== Segment start ==

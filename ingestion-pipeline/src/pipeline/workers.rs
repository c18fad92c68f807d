use std::sync::{
    atomic::{AtomicUsize, Ordering},
    Arc,
};

use tokio::sync::{OwnedSemaphorePermit, Semaphore};
use tracing::debug;

/// Successes in a row before the pool grows by one worker.
const GROWTH_STREAK: usize = 8;

/// Additive-increase / multiplicative-decrease worker pool. Saturation
/// signals halve the effective concurrency; success streaks recover it one
/// permit at a time up to the configured ceiling.
pub struct AdaptiveWorkers {
    semaphore: Arc<Semaphore>,
    target: AtomicUsize,
    max: usize,
    successes: AtomicUsize,
}

impl AdaptiveWorkers {
    pub fn new(initial: usize) -> Arc<Self> {
        let initial = initial.max(1);
        Arc::new(Self {
            semaphore: Arc::new(Semaphore::new(initial)),
            target: AtomicUsize::new(initial),
            max: initial,
            successes: AtomicUsize::new(0),
        })
    }

    pub async fn acquire(self: &Arc<Self>) -> Option<OwnedSemaphorePermit> {
        Arc::clone(&self.semaphore).acquire_owned().await.ok()
    }

    pub fn target(&self) -> usize {
        self.target.load(Ordering::Relaxed)
    }

    pub fn record_success(&self) {
        let streak = self.successes.fetch_add(1, Ordering::Relaxed) + 1;
        if streak < GROWTH_STREAK {
            return;
        }
        self.successes.store(0, Ordering::Relaxed);

        let current = self.target.load(Ordering::Relaxed);
        if current < self.max
            && self
                .target
                .compare_exchange(current, current + 1, Ordering::Relaxed, Ordering::Relaxed)
                .is_ok()
        {
            self.semaphore.add_permits(1);
            debug!(workers = current + 1, "worker pool grew after success streak");
        }
    }

    /// Saturation signal (timeout, transient backend failure): halve the
    /// pool. Excess permits are reclaimed as they free up.
    pub fn record_pressure(self: &Arc<Self>) {
        self.successes.store(0, Ordering::Relaxed);

        let current = self.target.load(Ordering::Relaxed);
        let reduced = (current / 2).max(1);
        if reduced == current
            || self
                .target
                .compare_exchange(current, reduced, Ordering::Relaxed, Ordering::Relaxed)
                .is_err()
        {
            return;
        }

        debug!(workers = reduced, "worker pool halved under backend pressure");
        for _ in 0..(current - reduced) {
            match self.semaphore.try_acquire() {
                Ok(permit) => permit.forget(),
                Err(_) => {
                    // Permit currently held by a worker; retire it once the
                    // worker finishes.
                    let semaphore = Arc::clone(&self.semaphore);
                    tokio::spawn(async move {
                        if let Ok(permit) = semaphore.acquire_owned().await {
                            permit.forget();
                        }
                    });
                }
            }
        }
    }
}
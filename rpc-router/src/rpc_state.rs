use std::sync::Arc;

use common::backends::registry::BackendRegistry;
use ingestion_pipeline::IngestionPipeline;
use retrieval_pipeline::RetrievalEngine;
use serde::{Deserialize, Serialize};
use storage_coordinator::StorageCoordinator;
use tokio::sync::mpsc;

/// Best-effort editor/session signal; queued for background enrichment,
/// never persisted on the request path.
#[derive(Debug, Clone, Serialize, Deserialize)]
pub struct SessionEvent {
    #[serde(rename = "type")]
    pub event_type: String,
    #[serde(default)]
    pub data: serde_json::Value,
}

/// Bounded queue between the RPC surface and the enrichment consumer.
pub fn session_channel(capacity: usize) -> (mpsc::Sender<SessionEvent>, mpsc::Receiver<SessionEvent>) {
    mpsc::channel(capacity.max(1))
}

#[derive(Clone)]
pub struct RpcState {
    pub pipeline: Arc<IngestionPipeline>,
    pub retrieval: Arc<RetrievalEngine>,
    pub coordinator: Arc<StorageCoordinator>,
    pub registry: Arc<BackendRegistry>,
    pub session_events: mpsc::Sender<SessionEvent>,
}
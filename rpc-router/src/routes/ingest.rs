use std::path::PathBuf;

use axum::{extract::State, http::StatusCode, response::IntoResponse, Json};
use serde::{Deserialize, Serialize};
use tracing::info;

use crate::{error::RpcError, rpc_state::RpcState};

#[derive(Debug, Deserialize)]
pub struct IngestStartParams {
    pub paths: Vec<String>,
    #[serde(default)]
    pub recursive: bool,
    #[serde(default)]
    pub watch: bool,
}

#[derive(Debug, Serialize)]
pub struct IngestStartResponse {
    pub task_id: String,
}

pub async fn ingest_start(
    State(state): State<RpcState>,
    Json(params): Json<IngestStartParams>,
) -> Result<impl IntoResponse, RpcError> {
    let paths: Vec<PathBuf> = params.paths.iter().map(PathBuf::from).collect();
    info!(
        roots = paths.len(),
        recursive = params.recursive,
        watch = params.watch,
        "ingest.start received"
    );

    let task_id = state
        .pipeline
        .ingest(paths, params.recursive, params.watch)?;

    Ok((StatusCode::OK, Json(IngestStartResponse { task_id })))
}

#[derive(Debug, Deserialize)]
pub struct TaskIdParams {
    pub task_id: String,
}

#[derive(Debug, Serialize)]
pub struct IngestStatusResponse {
    pub status: ingestion_pipeline::TaskStatus,
    pub processed: usize,
    pub total: usize,
    pub written: usize,
    pub errors: Vec<ingestion_pipeline::task::TaskError>,
}

pub async fn ingest_status(
    State(state): State<RpcState>,
    Json(params): Json<TaskIdParams>,
) -> Result<impl IntoResponse, RpcError> {
    let snapshot = state
        .pipeline
        .status(&params.task_id)
        .ok_or_else(|| RpcError::NotFound(format!("task '{}'", params.task_id)))?;

    Ok((
        StatusCode::OK,
        Json(IngestStatusResponse {
            status: snapshot.status,
            processed: snapshot.processed,
            total: snapshot.total,
            written: snapshot.written,
            errors: snapshot.errors.clone(),
        }),
    ))
}

#[derive(Debug, Serialize)]
pub struct OkResponse {
    pub ok: bool,
}

pub async fn ingest_cancel(
    State(state): State<RpcState>,
    Json(params): Json<TaskIdParams>,
) -> Result<impl IntoResponse, RpcError> {
    if state.pipeline.status(&params.task_id).is_none() {
        return Err(RpcError::NotFound(format!("task '{}'", params.task_id)));
    }

    let ok = state.pipeline.cancel(&params.task_id);
    info!(task_id = %params.task_id, ok, "ingest.cancel received");
    Ok((StatusCode::OK, Json(OkResponse { ok })))
}
use serde::{Deserialize, Serialize};
pub mod analytics;
pub mod chunk;
pub mod chunk_qntm_key;
pub mod fulltext_doc;
pub mod qntm_key;
pub mod source;
pub mod vector_record;

pub trait StoredObject: Serialize + for<'de> Deserialize<'de> {
    fn table_name() -> &'static str;
    fn get_id(&self) -> &str;
}

#[macro_export]
macro_rules! stored_object {
    ($name:ident, $table:expr, {$($(#[$attr:meta])* $field:ident: $ty:ty),*}) => {
        use serde::{Deserialize, Deserializer, Serialize};
        use surrealdb::sql::Thing;
        use $crate::storage::types::StoredObject;
        use serde::de::{self, Visitor};
        use std::fmt;
        use chrono::{DateTime, Utc };

        struct FlexibleIdVisitor;

        impl<'de> Visitor<'de> for FlexibleIdVisitor {
            type Value = String;

            fn expecting(&self, formatter: &mut fmt::Formatter) -> fmt::Result {
                formatter.write_str("a string or a Thing")
            }

            fn visit_str<E>(self, value: &str) -> Result<Self::Value, E>
            where
                E: de::Error,
            {
                Ok(value.to_string())
            }

            fn visit_string<E>(self, value: String) -> Result<Self::Value, E>
            where
                E: de::Error,
            {
                Ok(value)
            }

            fn visit_map<A>(self, map: A) -> Result<Self::Value, A::Error>
            where
                A: de::MapAccess<'de>,
            {
                // Try to deserialize as Thing
                let thing = Thing::deserialize(de::value::MapAccessDeserializer::new(map))?;
                Ok(thing.id.to_raw())
            }
        }

        pub fn deserialize_flexible_id<'de, D>(deserializer: D) -> Result<String, D::Error>
        where
            D: Deserializer<'de>,
        {
            deserializer.deserialize_any(FlexibleIdVisitor)
        }

        fn serialize_datetime<S>(date: &DateTime<Utc>, serializer: S) -> Result<S::Ok, S::Error>
        where
            S: serde::Serializer,
        {
            Into::<surrealdb::sql::Datetime>::into(*date).serialize(serializer)
        }

        fn deserialize_datetime<'de, D>(deserializer: D) -> Result<DateTime<Utc>, D::Error>
        where
            D: serde::Deserializer<'de>,
        {
            let dt = surrealdb::sql::Datetime::deserialize(deserializer)?;
            Ok(DateTime::<Utc>::from(dt))
        }

        #[allow(dead_code)]
        fn serialize_option_datetime<S>(
            date: &Option<DateTime<Utc>>,
            serializer: S,
        ) -> Result<S::Ok, S::Error>
        where
            S: serde::Serializer,
        {
            match date {
                Some(dt) => serializer
                    .serialize_some(&Into::<surrealdb::sql::Datetime>::into(*dt)),
                None => serializer.serialize_none(),
            }
        }

        #[allow(dead_code)]
        fn deserialize_option_datetime<'de, D>(
            deserializer: D,
        ) -> Result<Option<DateTime<Utc>>, D::Error>
        where
            D: serde::Deserializer<'de>,
        {
            let value = Option::<surrealdb::sql::Datetime>::deserialize(deserializer)?;
            Ok(value.map(DateTime::<Utc>::from))
        }


        #[derive(Debug, Clone, Serialize, Deserialize, PartialEq)]
        pub struct $name {
            #[serde(deserialize_with = "deserialize_flexible_id")]
            pub id: String,
            #[serde(serialize_with = "serialize_datetime", deserialize_with = "deserialize_datetime", default)]
            pub created_at: DateTime<Utc>,
            #[serde(serialize_with = "serialize_datetime", deserialize_with = "deserialize_datetime", default)]
            pub updated_at: DateTime<Utc>,
            $( $(#[$attr])* pub $field: $ty),*
        }

        impl StoredObject for $name {
            fn table_name() -> &'static str {
                $table
            }

            fn get_id(&self) -> &str {
                &self.id
            }
        }
    };
}
use sha2::{Digest, Sha256};

/// Strong content hash over raw file bytes, hex-encoded.
pub fn content_hash(bytes: &[u8]) -> String {
    let mut hasher = Sha256::new();
    hasher.update(bytes);
    hex_encode(&hasher.finalize())
}

fn hex_encode(bytes: &[u8]) -> String {
    use std::fmt::Write;

    bytes.iter().fold(
        String::with_capacity(bytes.len().saturating_mul(2)),
        |mut out, byte| {
            let _ = write!(out, "{byte:02x}");
            out
        },
    )
}

#[cfg(test)]
mod tests {
    use super::*;

    #[test]
    fn hash_is_stable_and_hex() {
        let first = content_hash(b"hello world");
        let second = content_hash(b"hello world");
        assert_eq!(first, second);
        assert_eq!(first.len(), 64);
        assert!(first.chars().all(|c| c.is_ascii_hexdigit()));
    }

    #[test]
    fn different_bytes_differ() {
        assert_ne!(content_hash(b"hello world"), content_hash(b"hello worlds"));
    }
}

== Segment end ==

EXERCISE> Copy out the lines above word for word, stopping after the line containing "pub fn target(&self)".

FINISHED TASK>
filename ingestion-pipeline/src/pipeline/workers.rs
repository c18fad92c68f807d
use std::sync::{
    atomic::{AtomicUsize, Ordering},
    Arc,
};

use tokio::sync::{OwnedSemaphorePermit, Semaphore};
use tracing::debug;

/// Successes in a row before the pool grows by one worker.
const GROWTH_STREAK: usize = 8;

/// Additive-increase / multiplicative-decrease worker pool. Saturation
/// signals halve the effective concurrency; success streaks recover it one
/// permit at a time up to the configured ceiling.
pub struct AdaptiveWorkers {
    semaphore: Arc<Semaphore>,
    target: AtomicUsize,
    max: usize,
    successes: AtomicUsize,
}

impl AdaptiveWorkers {
    pub fn new(initial: usize) -> Arc<Self> {
        let initial = initial.max(1);
        Arc::new(Self {
            semaphore: Arc::new(Semaphore::new(initial)),
            target: AtomicUsize::new(initial),
            max: initial,
            successes: AtomicUsize::new(0),
        })
    }

    pub async fn acquire(self: &Arc<Self>) -> Option<OwnedSemaphorePermit> {
        Arc::clone(&self.semaphore).acquire_owned().await.ok()
    }

    pub fn target(&self) -> usize {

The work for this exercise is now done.